What you should do
Scan the data below for the string "image". Show every line where it turns up.

Source records
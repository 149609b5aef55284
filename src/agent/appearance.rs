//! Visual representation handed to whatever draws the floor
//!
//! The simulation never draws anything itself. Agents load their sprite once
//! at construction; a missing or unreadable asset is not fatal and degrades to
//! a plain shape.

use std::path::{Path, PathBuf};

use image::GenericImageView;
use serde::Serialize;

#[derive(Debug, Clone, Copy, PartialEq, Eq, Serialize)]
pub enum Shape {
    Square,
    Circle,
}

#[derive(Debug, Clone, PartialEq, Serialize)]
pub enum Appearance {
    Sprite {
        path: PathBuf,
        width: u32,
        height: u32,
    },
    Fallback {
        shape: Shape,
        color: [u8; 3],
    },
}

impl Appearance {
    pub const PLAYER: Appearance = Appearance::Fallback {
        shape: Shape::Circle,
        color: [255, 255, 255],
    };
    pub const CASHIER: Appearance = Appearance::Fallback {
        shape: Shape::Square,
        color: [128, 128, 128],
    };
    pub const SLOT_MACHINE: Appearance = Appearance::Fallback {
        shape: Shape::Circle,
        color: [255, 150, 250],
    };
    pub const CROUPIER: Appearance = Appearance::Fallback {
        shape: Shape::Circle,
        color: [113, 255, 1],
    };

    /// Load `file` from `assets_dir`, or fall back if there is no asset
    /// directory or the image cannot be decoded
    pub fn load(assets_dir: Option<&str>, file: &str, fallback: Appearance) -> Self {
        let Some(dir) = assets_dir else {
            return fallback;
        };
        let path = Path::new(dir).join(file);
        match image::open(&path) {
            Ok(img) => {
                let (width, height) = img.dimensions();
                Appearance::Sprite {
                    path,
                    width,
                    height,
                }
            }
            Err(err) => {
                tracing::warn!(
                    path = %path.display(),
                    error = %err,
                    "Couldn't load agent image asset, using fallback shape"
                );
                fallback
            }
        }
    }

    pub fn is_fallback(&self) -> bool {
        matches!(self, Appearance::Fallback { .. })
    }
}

Result below
use image::GenericImageView;
    /// directory or the image cannot be decoded
        match image::open(&path) {
                    "Couldn't load agent image asset, using fallback shape"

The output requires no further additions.